扉には鍵穴も無く、中の様子が伺えないが意識を集中させると気配が3つ有るのがわかった。
そっとドアノブに手をかける。
一気に扉を開け中へと入るが、早速一番その目に飛び込んできたのは、「股間を押さえ、前のめりで泡を吹いて気絶した男」と「前歯が折れ、鼻血を出し白目をむいたまま気絶している男」。

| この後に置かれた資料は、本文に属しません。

//! The bus position record stored at `buses/{key}`.

use std::fmt;
use std::time::Duration;

use serde::{Deserialize, Deserializer, Serialize};
use serde_json::Value;

use crate::device::LocationFix;

/// Maximum absolute latitude in degrees.
pub const MAX_LATITUDE: f64 = 90.0;

/// Maximum absolute longitude in degrees.
pub const MAX_LONGITUDE: f64 = 180.0;

/// Origin of a bus record; affects how the marker is drawn.
#[derive(Debug, Clone, Copy, PartialEq, Eq, Hash, Default, Serialize, Deserialize)]
#[serde(rename_all = "snake_case")]
pub enum DeviceType {
    /// A student phone sharing its position.
    #[default]
    StudentShare,
    /// A dedicated tracker mounted on the bus.
    GpsTracker,
}

impl DeviceType {
    /// Wire name as stored in the record.
    pub fn as_str(&self) -> &'static str {
        match self {
            DeviceType::StudentShare => "student_share",
            DeviceType::GpsTracker => "gps_tracker",
        }
    }

    /// Map a stored tag onto a device type. Anything that is not a tracker
    /// is drawn as a student share.
    pub fn from_tag(tag: Option<&str>) -> Self {
        match tag {
            Some("gps_tracker") => DeviceType::GpsTracker,
            _ => DeviceType::StudentShare,
        }
    }
}

impl fmt::Display for DeviceType {
    fn fmt(&self, f: &mut fmt::Formatter<'_>) -> fmt::Result {
        f.write_str(self.as_str())
    }
}

/// Returns true if the coordinates are finite and inside the WGS84 range.
pub fn is_valid_coordinate(latitude: f64, longitude: f64) -> bool {
    latitude.is_finite()
        && longitude.is_finite()
        && latitude.abs() <= MAX_LATITUDE
        && longitude.abs() <= MAX_LONGITUDE
}

/// Coordinates outside the valid range.
#[derive(Debug, Clone, Copy, PartialEq, thiserror::Error)]
#[error("invalid coordinates: lat={latitude}, lng={longitude}")]
pub struct InvalidCoordinates {
    pub latitude: f64,
    pub longitude: f64,
}

/// One live bus position.
///
/// `timestamp` is the producer's local wall-clock write time in epoch
/// milliseconds and is the only staleness signal consumers use.
///
/// Decoding is lenient about everything except the coordinates: other
/// writers may store a fractional timestamp, `null` sensor values or an
/// unknown device tag, and such records are still live buses.
#[derive(Debug, Clone, PartialEq, Serialize, Deserialize)]
#[serde(rename_all = "camelCase")]
pub struct BusRecord {
    pub latitude: f64,
    pub longitude: f64,
    #[serde(default, deserialize_with = "lenient_timestamp")]
    pub timestamp: i64,
    #[serde(default, deserialize_with = "lenient_number")]
    pub accuracy: f64,
    #[serde(default, deserialize_with = "lenient_number")]
    pub speed: f64,
    #[serde(default, deserialize_with = "lenient_number")]
    pub heading: f64,
    #[serde(default, deserialize_with = "lenient_device_type")]
    pub device_type: DeviceType,
    #[serde(default, deserialize_with = "lenient_string")]
    pub shared_by: String,
}

impl BusRecord {
    /// Build a record from a device fix.
    ///
    /// Sensor values the device reports as missing, negative or NaN are
    /// stored as zero.
    pub fn from_fix(
        fix: &LocationFix,
        timestamp_ms: i64,
        device_type: DeviceType,
        shared_by: impl Into<String>,
    ) -> Result<Self, InvalidCoordinates> {
        if !is_valid_coordinate(fix.latitude, fix.longitude) {
            return Err(InvalidCoordinates {
                latitude: fix.latitude,
                longitude: fix.longitude,
            });
        }

        Ok(Self {
            latitude: fix.latitude,
            longitude: fix.longitude,
            timestamp: timestamp_ms,
            accuracy: non_negative(fix.accuracy),
            speed: non_negative(fix.speed),
            heading: non_negative(fix.heading),
            device_type,
            shared_by: shared_by.into(),
        })
    }

    /// Decode a record read from the store.
    ///
    /// Returns `None` for values that are not a record object.
    pub fn from_value(value: &Value) -> Option<Self> {
        serde_json::from_value(value.clone()).ok()
    }

    /// Encode the record as a store value.
    pub fn to_value(&self) -> Result<Value, serde_json::Error> {
        serde_json::to_value(self)
    }

    /// Whether the coordinates satisfy the range invariant.
    pub fn has_valid_coordinates(&self) -> bool {
        is_valid_coordinate(self.latitude, self.longitude)
    }

    /// Milliseconds since the record was written, clamped at zero.
    pub fn age_ms(&self, now_ms: i64) -> i64 {
        now_ms.saturating_sub(self.timestamp).max(0)
    }

    /// Whether the record is older than `window` at `now_ms`.
    pub fn is_older_than(&self, window: Duration, now_ms: i64) -> bool {
        self.timestamp < staleness_cutoff(now_ms, window)
    }
}

/// Earliest timestamp that still counts as live for the given window.
pub fn staleness_cutoff(now_ms: i64, window: Duration) -> i64 {
    now_ms.saturating_sub(window.as_millis() as i64)
}

/// Timestamp field of a raw store value, `0` when missing or malformed.
///
/// Fractional milliseconds are truncated toward negative infinity.
pub fn raw_timestamp(value: &Value) -> i64 {
    value.get("timestamp").map_or(0, timestamp_of)
}

fn timestamp_of(value: &Value) -> i64 {
    if let Some(ms) = value.as_i64() {
        return ms;
    }
    match value.as_f64() {
        Some(ms) if ms.is_finite() => ms.floor() as i64,
        _ => 0,
    }
}

fn lenient_timestamp<'de, D: Deserializer<'de>>(deserializer: D) -> Result<i64, D::Error> {
    Ok(timestamp_of(&Value::deserialize(deserializer)?))
}

fn lenient_number<'de, D: Deserializer<'de>>(deserializer: D) -> Result<f64, D::Error> {
    Ok(Value::deserialize(deserializer)?.as_f64().unwrap_or(0.0))
}

fn lenient_device_type<'de, D: Deserializer<'de>>(deserializer: D) -> Result<DeviceType, D::Error> {
    Ok(DeviceType::from_tag(Value::deserialize(deserializer)?.as_str()))
}

fn lenient_string<'de, D: Deserializer<'de>>(deserializer: D) -> Result<String, D::Error> {
    Ok(match Value::deserialize(deserializer)? {
        Value::String(s) => s,
        _ => String::new(),
    })
}

fn non_negative(value: Option<f64>) -> f64 {
    match value {
        Some(v) if v.is_finite() && v > 0.0 => v,
        _ => 0.0,
    }
}

#[cfg(test)]
mod tests {
    use super::*;
    use serde_json::json;

    fn fix(lat: f64, lng: f64) -> LocationFix {
        LocationFix {
            latitude: lat,
            longitude: lng,
            accuracy: Some(8.0),
            speed: Some(4.5),
            heading: Some(-1.0),
            timestamp_ms: 0,
        }
    }

    #[test]
    fn test_coordinate_range() {
        assert!(is_valid_coordinate(90.0, 180.0));
        assert!(is_valid_coordinate(-90.0, -180.0));
        assert!(!is_valid_coordinate(90.0001, 0.0));
        assert!(!is_valid_coordinate(0.0, -180.5));
        assert!(!is_valid_coordinate(f64::NAN, 0.0));
        assert!(!is_valid_coordinate(0.0, f64::INFINITY));
    }

    #[test]
    fn test_from_fix_clamps_sensor_values() {
        let record =
            BusRecord::from_fix(&fix(22.46, 91.97), 1_000, DeviceType::StudentShare, "Rahim")
                .unwrap();
        assert_eq!(record.accuracy, 8.0);
        assert_eq!(record.speed, 4.5);
        assert_eq!(record.heading, 0.0);
        assert_eq!(record.timestamp, 1_000);
        assert_eq!(record.shared_by, "Rahim");
    }

    #[test]
    fn test_from_fix_rejects_out_of_range() {
        let err = BusRecord::from_fix(&fix(95.0, 10.0), 0, DeviceType::StudentShare, "x")
            .unwrap_err();
        assert_eq!(err.latitude, 95.0);
    }

    #[test]
    fn test_wire_format_uses_camel_case() {
        let record =
            BusRecord::from_fix(&fix(1.0, 2.0), 5, DeviceType::GpsTracker, "Background").unwrap();
        let value = record.to_value().unwrap();
        assert_eq!(value["deviceType"], "gps_tracker");
        assert_eq!(value["sharedBy"], "Background");
        assert_eq!(value["timestamp"], 5);
    }

    #[test]
    fn test_from_value_tolerates_missing_optional_fields() {
        let record = BusRecord::from_value(&json!({"latitude": 1.5, "longitude": 2.5})).unwrap();
        assert_eq!(record.timestamp, 0);
        assert_eq!(record.device_type, DeviceType::StudentShare);
        assert!(BusRecord::from_value(&json!("garbage")).is_none());
        assert!(BusRecord::from_value(&json!({"latitude": 1.0})).is_none());
    }

    #[test]
    fn test_staleness() {
        let record = BusRecord::from_value(&json!({
            "latitude": 0.0, "longitude": 0.0, "timestamp": 0
        }))
        .unwrap();
        let window = Duration::from_secs(180);
        assert!(!record.is_older_than(window, 180_000));
        assert!(record.is_older_than(window, 180_001));
        assert_eq!(record.age_ms(200_000), 200_000);
        assert_eq!(record.age_ms(-5), 0);
    }

    #[test]
    fn test_raw_timestamp() {
        assert_eq!(raw_timestamp(&json!({"timestamp": 42})), 42);
        assert_eq!(raw_timestamp(&json!({"timestamp": "soon"})), 0);
        assert_eq!(
            raw_timestamp(&json!({"timestamp": 1_700_000_000_000.5})),
            1_700_000_000_000
        );
        assert_eq!(raw_timestamp(&json!(null)), 0);
    }

    #[test]
    fn test_from_value_tolerates_foreign_shapes() {
        let record = BusRecord::from_value(&json!({
            "latitude": 22.4,
            "longitude": 91.8,
            "timestamp": 1_700_000_000_000.5,
            "speed": null,
            "accuracy": "n/a",
            "deviceType": "van",
            "sharedBy": null
        }))
        .unwrap();
        assert_eq!(record.timestamp, 1_700_000_000_000);
        assert_eq!(record.speed, 0.0);
        assert_eq!(record.accuracy, 0.0);
        assert_eq!(record.device_type, DeviceType::StudentShare);
        assert_eq!(record.shared_by, "");

        let tracker = BusRecord::from_value(&json!({
            "latitude": 0.0, "longitude": 0.0, "deviceType": "gps_tracker"
        }))
        .unwrap();
        assert_eq!(tracker.device_type, DeviceType::GpsTracker);
    }
}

そして、その傍らで力が抜けたように座り込みモップの柄を握ったままのマキナだった。
『……ロゼ……さん?』
『これ、お前ががやったのか?』
マキナはコクッと力無く頷くと、部屋の中にジュラが入ってくる。
そして「ほほぅ」と言いながらジュラは筋肉質の男に歩み寄り眺め呟く。
『これはこれは。見事「急所」を突きましたねぇ。いや「突いた」というよりは「蹴り上げた」が正しいですかね。いやいや、これはこれはご愁傷様です。』
チーンと音がなった気もした様な、しない様な。
ジュラは憐れみの顔で手を合わせている。
マキナは緊張の糸が切れたのか、モップの柄を握ったまま泣き出した。
それを見たロゼとジュラは思わず笑ってしまった。